*** EXERCISE DATA Section Begins ***
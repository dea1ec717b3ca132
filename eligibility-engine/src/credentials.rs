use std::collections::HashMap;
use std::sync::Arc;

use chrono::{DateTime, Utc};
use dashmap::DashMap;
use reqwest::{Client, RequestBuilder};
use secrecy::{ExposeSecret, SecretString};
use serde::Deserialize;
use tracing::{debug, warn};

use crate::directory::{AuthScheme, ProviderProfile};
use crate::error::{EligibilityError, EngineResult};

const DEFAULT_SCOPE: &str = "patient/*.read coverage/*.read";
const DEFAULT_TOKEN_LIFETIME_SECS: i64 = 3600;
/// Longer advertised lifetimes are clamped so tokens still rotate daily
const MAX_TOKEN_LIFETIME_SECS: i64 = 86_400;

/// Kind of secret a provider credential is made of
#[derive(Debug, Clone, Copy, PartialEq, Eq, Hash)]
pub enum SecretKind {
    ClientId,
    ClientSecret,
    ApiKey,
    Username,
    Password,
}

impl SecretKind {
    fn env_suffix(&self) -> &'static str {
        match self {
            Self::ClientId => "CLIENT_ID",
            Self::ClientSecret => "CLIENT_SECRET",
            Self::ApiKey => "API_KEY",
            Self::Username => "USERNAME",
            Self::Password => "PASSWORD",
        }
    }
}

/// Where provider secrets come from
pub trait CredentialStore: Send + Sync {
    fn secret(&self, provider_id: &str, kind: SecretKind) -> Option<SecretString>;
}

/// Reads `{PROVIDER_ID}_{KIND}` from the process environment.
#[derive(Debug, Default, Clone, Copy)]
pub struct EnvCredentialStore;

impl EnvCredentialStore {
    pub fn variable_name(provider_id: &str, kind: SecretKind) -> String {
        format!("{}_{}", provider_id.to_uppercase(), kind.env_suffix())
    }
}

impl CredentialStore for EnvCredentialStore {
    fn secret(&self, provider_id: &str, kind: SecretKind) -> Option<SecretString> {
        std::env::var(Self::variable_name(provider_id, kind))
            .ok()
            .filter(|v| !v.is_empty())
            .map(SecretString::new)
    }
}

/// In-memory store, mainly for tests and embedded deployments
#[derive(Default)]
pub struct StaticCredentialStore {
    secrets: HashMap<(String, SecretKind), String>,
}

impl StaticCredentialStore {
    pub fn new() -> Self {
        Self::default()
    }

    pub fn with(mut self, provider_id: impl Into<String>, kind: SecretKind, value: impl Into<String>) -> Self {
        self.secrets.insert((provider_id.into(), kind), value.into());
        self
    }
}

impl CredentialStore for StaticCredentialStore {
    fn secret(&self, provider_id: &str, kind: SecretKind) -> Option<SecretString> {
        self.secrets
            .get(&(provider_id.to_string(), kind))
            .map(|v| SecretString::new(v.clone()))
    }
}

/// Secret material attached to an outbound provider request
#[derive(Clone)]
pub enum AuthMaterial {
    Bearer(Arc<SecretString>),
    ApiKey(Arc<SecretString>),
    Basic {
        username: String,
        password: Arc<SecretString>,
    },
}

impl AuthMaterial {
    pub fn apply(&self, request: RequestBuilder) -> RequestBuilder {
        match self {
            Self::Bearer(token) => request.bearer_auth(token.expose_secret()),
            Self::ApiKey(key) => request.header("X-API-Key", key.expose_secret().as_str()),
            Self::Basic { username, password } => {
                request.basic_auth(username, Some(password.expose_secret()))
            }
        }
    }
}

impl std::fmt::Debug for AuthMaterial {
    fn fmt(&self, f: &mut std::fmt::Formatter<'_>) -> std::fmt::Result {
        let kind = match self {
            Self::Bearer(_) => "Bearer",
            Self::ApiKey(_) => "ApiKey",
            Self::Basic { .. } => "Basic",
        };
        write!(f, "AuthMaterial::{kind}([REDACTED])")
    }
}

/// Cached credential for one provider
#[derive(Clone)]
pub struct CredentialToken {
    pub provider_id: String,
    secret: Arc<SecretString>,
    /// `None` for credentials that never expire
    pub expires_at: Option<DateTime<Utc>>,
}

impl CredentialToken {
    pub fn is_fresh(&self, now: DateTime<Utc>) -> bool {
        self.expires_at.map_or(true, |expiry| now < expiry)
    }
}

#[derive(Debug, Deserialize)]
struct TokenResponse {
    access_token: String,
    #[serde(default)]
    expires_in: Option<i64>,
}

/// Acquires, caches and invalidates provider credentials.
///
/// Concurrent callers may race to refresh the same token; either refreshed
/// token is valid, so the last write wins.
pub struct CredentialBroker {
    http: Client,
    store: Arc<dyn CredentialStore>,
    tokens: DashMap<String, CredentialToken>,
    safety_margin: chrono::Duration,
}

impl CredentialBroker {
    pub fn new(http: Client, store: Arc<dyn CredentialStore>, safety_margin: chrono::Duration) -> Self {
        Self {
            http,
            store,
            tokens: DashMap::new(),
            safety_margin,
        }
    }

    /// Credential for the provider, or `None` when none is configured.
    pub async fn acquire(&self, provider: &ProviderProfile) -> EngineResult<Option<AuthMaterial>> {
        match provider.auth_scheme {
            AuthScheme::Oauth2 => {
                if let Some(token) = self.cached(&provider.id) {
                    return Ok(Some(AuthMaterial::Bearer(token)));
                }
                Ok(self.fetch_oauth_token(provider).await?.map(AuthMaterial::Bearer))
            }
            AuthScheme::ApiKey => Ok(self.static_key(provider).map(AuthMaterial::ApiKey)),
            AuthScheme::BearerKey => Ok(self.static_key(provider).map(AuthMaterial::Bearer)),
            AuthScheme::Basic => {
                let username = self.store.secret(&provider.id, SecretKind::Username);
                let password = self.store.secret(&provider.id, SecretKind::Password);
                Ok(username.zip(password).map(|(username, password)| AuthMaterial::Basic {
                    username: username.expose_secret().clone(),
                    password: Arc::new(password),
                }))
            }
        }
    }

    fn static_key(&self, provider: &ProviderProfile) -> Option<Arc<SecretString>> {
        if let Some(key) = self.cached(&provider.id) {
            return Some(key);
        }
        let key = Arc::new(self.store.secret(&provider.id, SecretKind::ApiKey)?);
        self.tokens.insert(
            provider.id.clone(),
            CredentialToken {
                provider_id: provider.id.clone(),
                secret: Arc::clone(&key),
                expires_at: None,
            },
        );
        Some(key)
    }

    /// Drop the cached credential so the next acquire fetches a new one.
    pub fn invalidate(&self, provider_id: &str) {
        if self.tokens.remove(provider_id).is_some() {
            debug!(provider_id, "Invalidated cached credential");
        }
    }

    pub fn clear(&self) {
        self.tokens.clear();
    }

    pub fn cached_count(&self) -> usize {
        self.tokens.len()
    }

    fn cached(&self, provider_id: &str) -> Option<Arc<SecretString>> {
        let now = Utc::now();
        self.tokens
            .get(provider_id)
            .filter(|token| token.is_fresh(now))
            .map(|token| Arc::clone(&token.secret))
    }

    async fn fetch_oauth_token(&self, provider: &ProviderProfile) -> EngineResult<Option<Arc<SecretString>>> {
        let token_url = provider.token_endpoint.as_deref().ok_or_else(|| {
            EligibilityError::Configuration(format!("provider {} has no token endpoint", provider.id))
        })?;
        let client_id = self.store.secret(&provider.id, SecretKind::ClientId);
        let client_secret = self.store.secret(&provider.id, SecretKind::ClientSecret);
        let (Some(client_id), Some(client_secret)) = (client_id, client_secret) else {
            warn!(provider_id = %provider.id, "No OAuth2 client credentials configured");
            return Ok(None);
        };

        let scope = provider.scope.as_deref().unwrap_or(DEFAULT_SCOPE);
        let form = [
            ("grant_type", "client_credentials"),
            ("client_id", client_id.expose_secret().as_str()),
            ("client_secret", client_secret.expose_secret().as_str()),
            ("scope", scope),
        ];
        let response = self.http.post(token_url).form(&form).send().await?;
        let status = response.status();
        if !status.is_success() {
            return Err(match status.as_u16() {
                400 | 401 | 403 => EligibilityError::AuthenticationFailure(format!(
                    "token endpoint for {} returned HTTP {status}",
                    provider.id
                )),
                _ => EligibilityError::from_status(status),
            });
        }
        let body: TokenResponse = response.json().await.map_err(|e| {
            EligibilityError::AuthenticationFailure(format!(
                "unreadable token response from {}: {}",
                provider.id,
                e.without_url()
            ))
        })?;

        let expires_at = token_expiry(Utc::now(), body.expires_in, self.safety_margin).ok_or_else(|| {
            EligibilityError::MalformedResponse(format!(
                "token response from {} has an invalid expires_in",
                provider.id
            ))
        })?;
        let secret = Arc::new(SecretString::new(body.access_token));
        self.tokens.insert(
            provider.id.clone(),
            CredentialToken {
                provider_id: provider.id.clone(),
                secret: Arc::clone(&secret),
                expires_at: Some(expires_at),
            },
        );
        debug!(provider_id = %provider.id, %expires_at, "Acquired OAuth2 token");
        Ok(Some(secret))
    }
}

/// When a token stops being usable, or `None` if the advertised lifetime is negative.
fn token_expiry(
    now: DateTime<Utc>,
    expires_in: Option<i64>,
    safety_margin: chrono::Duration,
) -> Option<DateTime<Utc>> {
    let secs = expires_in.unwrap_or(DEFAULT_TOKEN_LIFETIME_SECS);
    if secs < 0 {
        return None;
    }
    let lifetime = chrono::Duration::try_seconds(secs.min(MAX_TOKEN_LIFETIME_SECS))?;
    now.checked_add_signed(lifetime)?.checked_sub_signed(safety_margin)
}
*** EXERCISE DATA Section Ends ***
### [ACTION ITEM]
Starting with the line with "let kind = match" above and going on through the line with "token; either refreshed", transcribe every line exactly, both ends included, and add nothing.

### [YOUR RESPONSE]
        let kind = match self {
            Self::Bearer(_) => "Bearer",
            Self::ApiKey(_) => "ApiKey",
            Self::Basic { .. } => "Basic",
        };
        write!(f, "AuthMaterial::{kind}([REDACTED])")
    }
}

/// Cached credential for one provider
#[derive(Clone)]
pub struct CredentialToken {
    pub provider_id: String,
    secret: Arc<SecretString>,
    /// `None` for credentials that never expire
    pub expires_at: Option<DateTime<Utc>>,
}

impl CredentialToken {
    pub fn is_fresh(&self, now: DateTime<Utc>) -> bool {
        self.expires_at.map_or(true, |expiry| now < expiry)
    }
}

#[derive(Debug, Deserialize)]
struct TokenResponse {
    access_token: String,
    #[serde(default)]
    expires_in: Option<i64>,
}

/// Acquires, caches and invalidates provider credentials.
///
/// Concurrent callers may race to refresh the same token; either refreshed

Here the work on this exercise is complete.